Recipe: Feta and Tomato Frittata



A frittata is a brilliant standby meal and easy to cook, so check out this recipe for making a Feta and Tomato Frittata! 🥚🤤


Full disclaimer: This recipe is not our own, it was taken from The Hungry Student: Vegetarian Cookbook written by Charlotte Pike, page 113. It is a must-buy recommendation!!


 

FETA AND TOMATO FRITTATA

 

Ingredients:


• Large lump of butter

• 4 large eggs

• 50g feta cheese, crumbled

• 6 cherry tomatoes, halved

• Salt and pepper


Methods:


1. Melt the butter in a small non-stick frying pan on a medium heat.


2. Meanwhile, whisk the eggs in a bowl, season with salt and pepper and whisk again well.


3. Pour the egg mixture into the ban and swirl it around so it evenly covers the base. Scatter the cheese and tomatoes evenly over the egg mixture.
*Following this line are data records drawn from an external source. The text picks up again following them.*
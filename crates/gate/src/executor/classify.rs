// SPDX-License-Identifier: BUSL-1.1
// Copyright (c) 2026 Alfred Jean LLC

//! Pure mapping from one attempt's outcome to what the executor does next.

use std::time::Duration;

use crate::executor::transport::{HttpResponse, TransportError};

/// Next step after a single attempt.
#[derive(Debug, Clone, Copy, PartialEq, Eq)]
pub enum RetryDecision {
    /// 2xx: hand the response to the caller.
    Succeed,
    /// 429: wait the given duration, then retry without spending budget.
    RetryAfter(Duration),
    /// Transport failure: back off and retry against the budget.
    RetryBackoff,
    /// 401: the token may have been revoked early; refresh and retry.
    Reauthenticate,
    /// 403: credentials are unusable; pause the gate.
    Escalate,
    /// Any other status: surface to the caller.
    Fail,
}

/// Classify an attempt. `rate_limit_default` applies to a 429 whose
/// `Retry-After` is missing or not delta-seconds.
pub fn classify(
    outcome: &Result<HttpResponse, TransportError>,
    rate_limit_default: Duration,
) -> RetryDecision {
    match outcome {
        Ok(response) => classify_response(response, rate_limit_default),
        Err(_) => RetryDecision::RetryBackoff,
    }
}

/// Classify a received response; never yields `RetryBackoff`.
pub fn classify_response(response: &HttpResponse, rate_limit_default: Duration) -> RetryDecision {
    match response.status {
        200..=299 => RetryDecision::Succeed,
        401 => RetryDecision::Reauthenticate,
        403 => RetryDecision::Escalate,
        429 => RetryDecision::RetryAfter(
            response.header("retry-after").and_then(parse_retry_after).unwrap_or(rate_limit_default),
        ),
        _ => RetryDecision::Fail,
    }
}

/// Parse a `Retry-After` value given in delta-seconds.
pub fn parse_retry_after(value: &str) -> Option<Duration> {
    value.trim().parse::<u64>().ok().map(Duration::from_secs)
}

#[cfg(test)]
#[path = "classify_tests.rs"]
mod tests;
4. Allow the frittata to cook for 4 minutes or so on a medium heat. During this time, run a spatula around the edges to ensure the egg does not stick, and swirl the pan every minute or so to allow any liquid egg to travel to the edges and cook. Make sure the hob isn’t too hot or the bottom of the frittata will burn.


5. The frittata is ready to turn when there is only a small amount of liquid egg left on top. Very carefully place a large plate over the pan. Make sure you wear oven gloves. Flip the pan and plate very quickly so that the frittata is now on the plate, then slide it back into the pan, cooked-side up.


6. Cook for a further 2-3 minutes until the frittata is cooked through. Check this by cutting into the centre with a sharp knife to see if the middle is still runny. If it’s not properly set, allow it to cook for a further minute and check again.


7. Serve immediately or cool and wrap in foil. It will keep for 2 days in the fridge if wrapped well.

 

Note: this recipe serves 2.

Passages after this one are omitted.